-- Dataset excerpts follows --

use std::fmt;

use glam::{EulerRot, Mat4, Quat, Vec3};

/// Identifies an entity inside a [`crate::model::Scene`].
#[derive(Debug, Clone, Copy, PartialEq, Eq, Hash, PartialOrd, Ord)]
pub struct EntityId(pub u32);

impl fmt::Display for EntityId {
    fn fmt(&self, f: &mut fmt::Formatter<'_>) -> fmt::Result {
        write!(f, "#{}", self.0)
    }
}

/// Opaque handle returned by the renderer for a created entity.
#[derive(Debug, Clone, Copy, PartialEq, Eq, Hash)]
pub struct RenderHandle(pub u32);

/// Shape handed to the renderer when an entity is created.
#[derive(Debug, Clone, Copy, PartialEq)]
pub enum Geometry {
    /// Axis-aligned box centred on the entity origin.
    Cuboid { width: f32, height: f32, depth: f32 },
    /// Horizontal plane in the XZ plane, facing +Y.
    Plane { width: f32, depth: f32 },
}

impl Geometry {
    pub fn cube(size: f32) -> Self {
        Geometry::Cuboid { width: size, height: size, depth: size }
    }
}

#[derive(Debug, Clone, Copy, PartialEq)]
pub struct Material {
    pub color: [f32; 4],
}

impl Material {
    /// Opaque material from a `0xRRGGBB` colour.
    pub fn from_hex(rgb: u32) -> Self {
        let channel = |shift: u32| ((rgb >> shift) & 0xff) as f32 / 255.0;
        Self { color: [channel(16), channel(8), channel(0), 1.0] }
    }
}

/// Order in which the Euler angles of a [`Transform`] compose.
#[derive(Debug, Clone, Copy, PartialEq, Eq, Default)]
pub enum RotationOrder {
    /// `Rx * Ry * Rz`.
    #[default]
    Xyz,
    /// `Ry * Rx * Rz`, so yaw stays about the world up axis.
    Yxz,
}

impl From<RotationOrder> for EulerRot {
    fn from(order: RotationOrder) -> Self {
        match order {
            RotationOrder::Xyz => EulerRot::XYZ,
            RotationOrder::Yxz => EulerRot::YXZ,
        }
    }
}

/// Position plus Euler rotation in radians.
///
/// Yaw is `rotation.y`, the only axis motion commands touch.
#[derive(Debug, Clone, Copy, PartialEq)]
pub struct Transform {
    pub position: Vec3,
    pub rotation: Vec3,
    pub order: RotationOrder,
}

impl Default for Transform {
    fn default() -> Self {
        Self { position: Vec3::ZERO, rotation: Vec3::ZERO, order: RotationOrder::default() }
    }
}

impl Transform {
    pub fn at(position: Vec3) -> Self {
        Self { position, ..Default::default() }
    }

    pub fn with_order(self, order: RotationOrder) -> Self {
        Self { order, ..self }
    }

    pub fn yaw(&self) -> f32 {
        self.rotation.y
    }

    /// Unit vector the entity is facing on the ground plane.
    pub fn facing(&self) -> Vec3 {
        let yaw = self.yaw();
        Vec3::new(yaw.cos(), 0.0, -yaw.sin())
    }

    pub fn rotation_quat(&self) -> Quat {
        let Vec3 { x, y, z } = self.rotation;
        match self.order {
            RotationOrder::Xyz => Quat::from_euler(self.order.into(), x, y, z),
            RotationOrder::Yxz => Quat::from_euler(self.order.into(), y, x, z),
        }
    }

    pub fn matrix(&self) -> Mat4 {
        Mat4::from_rotation_translation(self.rotation_quat(), self.position)
    }

    pub fn move_forward(&mut self, speed: f32, step: f32) {
        check_speed(speed);
        self.position += self.facing() * step * speed;
    }

    pub fn move_backward(&mut self, speed: f32, step: f32) {
        check_speed(speed);
        self.position -= self.facing() * step * speed;
    }

    pub fn rotate_left(&mut self, speed: f32, turn: f32) {
        check_speed(speed);
        self.rotation.y += turn * speed;
    }

    pub fn rotate_right(&mut self, speed: f32, turn: f32) {
        check_speed(speed);
        self.rotation.y -= turn * speed;
    }
}

fn check_speed(speed: f32) {
    assert!(
        speed.is_finite() && speed >= 0.0,
        "speed multiplier must be finite and non-negative, got {speed}"
    );
}

/// Per-call increments of an input-driven entity.
#[derive(Debug, Clone, Copy, PartialEq)]
pub struct MotionProfile {
    /// World units per unit of speed.
    pub step: f32,
    /// Radians per unit of speed.
    pub turn: f32,
}

impl Default for MotionProfile {
    fn default() -> Self {
        Self { step: 1.0, turn: 15f32.to_radians() }
    }
}

/// What an entity does every frame.
#[derive(Debug, Clone, Copy, PartialEq)]
pub enum Behavior {
    Static,
    /// Adds `step` radians to every rotation axis each frame.
    Spin { step: f32 },
    /// Moves only when told to by the frame loop.
    Controlled(MotionProfile),
}

impl Behavior {
    pub fn spin() -> Self {
        Behavior::Spin { step: 0.01 }
    }

    pub fn controlled() -> Self {
        Behavior::Controlled(MotionProfile::default())
    }
}

#[derive(Debug, Clone)]
pub struct Entity {
    pub handle: RenderHandle,
    pub geometry: Geometry,
    pub material: Material,
    pub transform: Transform,
    pub behavior: Behavior,
}

impl Entity {
    pub fn new(
        handle: RenderHandle,
        geometry: Geometry,
        material: Material,
        transform: Transform,
        behavior: Behavior,
    ) -> Self {
        Self { handle, geometry, material, transform, behavior }
    }

    pub fn is_controllable(&self) -> bool {
        matches!(self.behavior, Behavior::Controlled(_))
    }

    fn profile(&self) -> MotionProfile {
        match self.behavior {
            Behavior::Controlled(profile) => profile,
            other => panic!("motion command issued to an entity with {other:?} behavior"),
        }
    }

    pub fn move_forward(&mut self, speed: f32) {
        let step = self.profile().step;
        self.transform.move_forward(speed, step);
    }

    pub fn move_backward(&mut self, speed: f32) {
        let step = self.profile().step;
        self.transform.move_backward(speed, step);
    }

    pub fn rotate_left(&mut self, speed: f32) {
        let turn = self.profile().turn;
        self.transform.rotate_left(speed, turn);
    }

    pub fn rotate_right(&mut self, speed: f32) {
        let turn = self.profile().turn;
        self.transform.rotate_right(speed, turn);
    }

    /// Self-contained per-frame update, independent of input.
    pub fn animate(&mut self) {
        if let Behavior::Spin { step } = self.behavior {
            self.transform.rotation += Vec3::splat(step);
        }
    }
}
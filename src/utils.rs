use crate::model::Geometry;
use wgpu::util::DeviceExt;
use bytemuck::{NoUninit};

#[repr(C)]
#[derive(Debug, Clone, Copy, PartialEq, NoUninit)]
pub struct Vertex {
    pub pos: [f32; 3],
    pub normal: [f32; 3],
    pub color: [f32; 4],
}

pub struct MeshBuffer {
    pub vertex_buffer: wgpu::Buffer,
    pub index_buffer: wgpu::Buffer,
    pub index_count: u32,
}

#[derive(Debug, Clone)]
pub struct Mesh {
    pub vertices: Vec<Vertex>,
    pub indices: Vec<u32>,
}

impl Mesh {
    pub fn empty() -> Self {
        Self {
            vertices: Vec::new(),
            indices: Vec::new(),
        }
    }

    /// Triangle mesh for an entity's geometry, centred on the origin.
    pub fn from_geometry(geometry: &Geometry, color: [f32; 4]) -> Self {
        match *geometry {
            Geometry::Cuboid { width, height, depth } => cuboid(width, height, depth, color),
            Geometry::Plane { width, depth } => plane(width, depth, color),
        }
    }

    pub fn upload(&self, device: &wgpu::Device) -> MeshBuffer {

        let vertices = bytemuck::cast_slice(&self.vertices);
        let indices = bytemuck::cast_slice(&self.indices);

        let vertex_buffer = device.create_buffer_init(&wgpu::util::BufferInitDescriptor {
            label: Some("Mesh Vertex Buffer"),
            contents: vertices,
            usage: wgpu::BufferUsages::VERTEX,
        });
        let index_buffer = device.create_buffer_init(&wgpu::util::BufferInitDescriptor {
            label: Some("Mesh Index Buffer"),
            contents: indices,
            usage: wgpu::BufferUsages::INDEX,
        });

        MeshBuffer {
            vertex_buffer,
            index_buffer,
            index_count: self.indices.len() as u32,
        }
    }

    fn push_quad(&mut self, corners: [[f32; 3]; 4], normal: [f32; 3], color: [f32; 4]) {
        let base = self.vertices.len() as u32;
        for pos in corners {
            self.vertices.push(Vertex { pos, normal, color });
        }
        self.indices.extend_from_slice(&[base, base + 1, base + 2, base, base + 2, base + 3]);
    }
}

/// Box with per-face normals; corners listed counter-clockwise seen from outside.
fn cuboid(width: f32, height: f32, depth: f32, color: [f32; 4]) -> Mesh {
    let (x, y, z) = (width / 2.0, height / 2.0, depth / 2.0);
    let mut mesh = Mesh::empty();
    // +X
    mesh.push_quad([[x, -y, z], [x, -y, -z], [x, y, -z], [x, y, z]], [1.0, 0.0, 0.0], color);
    // -X
    mesh.push_quad([[-x, -y, -z], [-x, -y, z], [-x, y, z], [-x, y, -z]], [-1.0, 0.0, 0.0], color);
    // +Y
    mesh.push_quad([[-x, y, z], [x, y, z], [x, y, -z], [-x, y, -z]], [0.0, 1.0, 0.0], color);
    // -Y
    mesh.push_quad([[-x, -y, -z], [x, -y, -z], [x, -y, z], [-x, -y, z]], [0.0, -1.0, 0.0], color);
    // +Z
    mesh.push_quad([[-x, -y, z], [x, -y, z], [x, y, z], [-x, y, z]], [0.0, 0.0, 1.0], color);
    // -Z
    mesh.push_quad([[x, -y, -z], [-x, -y, -z], [-x, y, -z], [x, y, -z]], [0.0, 0.0, -1.0], color);
    mesh
}

fn plane(width: f32, depth: f32, color: [f32; 4]) -> Mesh {
    let (x, z) = (width / 2.0, depth / 2.0);
    let mut mesh = Mesh::empty();
    mesh.push_quad([[-x, 0.0, z], [x, 0.0, z], [x, 0.0, -z], [-x, 0.0, -z]], [0.0, 1.0, 0.0], color);
    mesh
}

/// World axes as a line list: X red, Y green, Z blue.
pub fn create_axes_mesh(length: f32) -> Mesh {
    let axes = [
        ([length, 0.0, 0.0], [1.0, 0.0, 0.0, 1.0]),
        ([0.0, length, 0.0], [0.0, 1.0, 0.0, 1.0]),
        ([0.0, 0.0, length], [0.0, 0.0, 1.0, 1.0]),
    ];
    let mut mesh = Mesh::empty();
    for (tip, color) in axes {
        let base = mesh.vertices.len() as u32;
        mesh.vertices.push(Vertex { pos: [0.0, 0.0, 0.0], normal: [0.0, 1.0, 0.0], color });
        mesh.vertices.push(Vertex { pos: tip, normal: [0.0, 1.0, 0.0], color });
        mesh.indices.extend_from_slice(&[base, base + 1]);
    }
    mesh
}

/// Frame time and a once-per-second FPS average.
#[derive(Debug, Clone, Default)]
pub struct FrameTimer {
    last_ms: Option<f64>,
    frame_count: u32,
    fps_timer: f32,
    fps: f32,
}

impl FrameTimer {
    pub fn new() -> Self {
        Self::default()
    }

    /// Advance to `now_ms` and return the clamped frame delta in seconds.
    pub fn tick(&mut self, now_ms: f64) -> f32 {
        let dt = match self.last_ms {
            Some(last) => ((now_ms - last) / 1000.0).clamp(0.0, 0.1) as f32,
            None => 0.0,
        };
        self.last_ms = Some(now_ms);

        self.frame_count += 1;
        self.fps_timer += dt;
        if self.fps_timer >= 1.0 {
            self.fps = self.frame_count as f32 / self.fps_timer;
            self.frame_count = 0;
            self.fps_timer = 0.0;
        }
        dt
    }

    pub fn fps(&self) -> f32 {
        self.fps
    }
}
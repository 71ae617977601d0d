use thiserror::Error;

use crate::model::EntityId;

/// Misuse of the scene registry that callers are expected to handle.
#[derive(Debug, Error, PartialEq, Eq)]
pub enum SceneError {
    #[error("entity {0} is not part of the scene")]
    UnknownEntity(EntityId),
}

/// Failures while bringing up the GPU for a window or canvas.
#[derive(Debug, Error)]
pub enum GpuError {
    #[error("failed to create surface: {0}")]
    CreateSurface(#[from] wgpu::CreateSurfaceError),
    #[error("no suitable GPU adapter found: {0}")]
    NoAdapter(#[from] wgpu::RequestAdapterError),
    #[error("failed to request device: {0}")]
    RequestDevice(#[from] wgpu::RequestDeviceError),
    #[error("surface reports no supported texture formats")]
    NoSurfaceFormat,
}

/// Per-frame render failures. None of these stop the frame loop.
#[derive(Debug, Error)]
pub enum RenderError {
    #[error("surface error: {0}")]
    Surface(#[from] wgpu::SurfaceError),
    #[error("surface lost, reconfigured for next frame")]
    Reconfigured,
}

-- Dataset excerpts concluded --

* Task goal *
Repeat the material word for word from its opening line up to and including the line containing "impl fmt::Display for".

* Response below *
use std::fmt;

use glam::{EulerRot, Mat4, Quat, Vec3};

/// Identifies an entity inside a [`crate::model::Scene`].
#[derive(Debug, Clone, Copy, PartialEq, Eq, Hash, PartialOrd, Ord)]
pub struct EntityId(pub u32);

impl fmt::Display for EntityId {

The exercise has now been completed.